Des années plus tard, assis sur le canapé de Ris-Orangis, Christian explique ce qui s’est alors joué pour lui. « Je découvrais que… pour un garçon qui avait passé sa vie à travailler, un apprenti très respecté professionnellement, qui avait tout focalisé sur sa voiture comme s’il n’y avait rien d’autre au-delà… » Il relève au passage qu’une relation s’était tissée entre ce Jean-Philippe et lui sans se demander, du moins devant moi, ce qui avait amené chacun à fréquenter l’autre. Et moi, muet comme parfois, je ne lui pose pas la question.
« …Et là, tu vois le point de rupture, quoi ! », poursuit Christian. « C’était pour moi une énigme. Qu’est-ce qui fait qu’à un moment donné, rien ne puisse plus raccrocher un individu à la vie ? » Ce questionnement issu de cette première confrontation au suicide a fait naître en lui le souci de prévenir, chez les autres, le recours à cette extrémité fatale.

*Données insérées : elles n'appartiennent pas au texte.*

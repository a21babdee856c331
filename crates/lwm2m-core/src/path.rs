//! LwM2M addressing: `ObjectId`, `InstanceId`, `ResourceId`,
//! `ResourceInstanceId`, and the `Path` they compose into.

use std::fmt;

pub type ObjectId = u16;
pub type InstanceId = u16;
pub type ResourceId = u16;
pub type ResourceInstanceId = u16;

/// A `/object[/instance[/resource[/resource-instance]]]` address.
#[derive(Debug, Clone, Copy, PartialEq, Eq, Hash)]
pub enum Path {
    Object(ObjectId),
    Instance(ObjectId, InstanceId),
    Resource(ObjectId, InstanceId, ResourceId),
    ResourceInstance(ObjectId, InstanceId, ResourceId, ResourceInstanceId),
}

impl Path {
    pub fn object(&self) -> ObjectId {
        match *self {
            Path::Object(o)
            | Path::Instance(o, _)
            | Path::Resource(o, _, _)
            | Path::ResourceInstance(o, _, _, _) => o,
        }
    }

    /// Parse a slash-joined sequence of decimal segments (no leading slash),
    /// as delivered by a CoAP Uri-Path option list.
    pub fn from_segments(segments: &[&str]) -> Option<Path> {
        let parse = |s: &str| s.parse::<u16>().ok();
        match segments {
            [o] => Some(Path::Object(parse(o)?)),
            [o, i] => Some(Path::Instance(parse(o)?, parse(i)?)),
            [o, i, r] => Some(Path::Resource(parse(o)?, parse(i)?, parse(r)?)),
            [o, i, r, ri] => Some(Path::ResourceInstance(
                parse(o)?,
                parse(i)?,
                parse(r)?,
                parse(ri)?,
            )),
            _ => None,
        }
    }
}

impl fmt::Display for Path {
    fn fmt(&self, f: &mut fmt::Formatter<'_>) -> fmt::Result {
        match *self {
            Path::Object(o) => write!(f, "/{o}"),
            Path::Instance(o, i) => write!(f, "/{o}/{i}"),
            Path::Resource(o, i, r) => write!(f, "/{o}/{i}/{r}"),
            Path::ResourceInstance(o, i, r, ri) => write!(f, "/{o}/{i}/{r}/{ri}"),
        }
    }
}

#[cfg(test)]
mod tests {
    use super::*;

    #[test]
    fn parses_all_four_depths() {
        assert_eq!(Path::from_segments(&["3"]), Some(Path::Object(3)));
        assert_eq!(Path::from_segments(&["3", "0"]), Some(Path::Instance(3, 0)));
        assert_eq!(
            Path::from_segments(&["3", "0", "14"]),
            Some(Path::Resource(3, 0, 14))
        );
        assert_eq!(
            Path::from_segments(&["3", "0", "6", "0"]),
            Some(Path::ResourceInstance(3, 0, 6, 0))
        );
        assert_eq!(Path::from_segments(&[]), None);
        assert_eq!(Path::from_segments(&["3", "0", "6", "0", "1"]), None);
    }

    #[test]
    fn display_round_trips_segments() {
        assert_eq!(Path::Resource(3, 0, 14).to_string(), "/3/0/14");
    }
}
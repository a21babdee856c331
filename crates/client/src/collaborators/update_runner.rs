//! External-helper collaborator backing Objects 5/9: firmware and
//! software update are handed off to standalone scripts as a spawned
//! child process rather than reimplemented in-process.

use std::process::{ExitStatus, Stdio};

use async_trait::async_trait;
use tokio::process::Command;

#[async_trait]
pub trait UpdateRunner: Send + Sync {
    /// Runs `program` with `args`, waiting for it to exit, and reports
    /// its exit status. What the program does (flash a firmware image,
    /// unpack and apply a software tarball) is out of scope here — it
    /// is called into, not reimplemented.
    async fn exec(&self, program: &str, args: &[&str]) -> std::io::Result<ExitStatus>;
}

pub struct SubprocessRunner;

#[async_trait]
impl UpdateRunner for SubprocessRunner {
    async fn exec(&self, program: &str, args: &[&str]) -> std::io::Result<ExitStatus> {
        let status = Command::new(program)
            .args(args)
            .stdin(Stdio::null())
            .stdout(Stdio::piped())
            .stderr(Stdio::piped())
            .spawn()?
            .wait()
            .await?;
        Ok(status)
    }
}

Ces cuillérées de l’enfance puis de l’adolescence, avariées, Christian a néanmoins pu les digérer à travers une carrière professionnelle de spécialiste, comme il disait, en « clinique des pratiques au travail ». Je mets tout cela entre guillemets car, même si Christian m’en a parlé longuement, je ne me suis pas vraiment approprié cet aspect de son récit. Christian « accompagnait les personnes en souffrance au travail », formulerais-je un peu vaguement, si je devais cependant me résoudre à nommer son métier avec mes propres mots.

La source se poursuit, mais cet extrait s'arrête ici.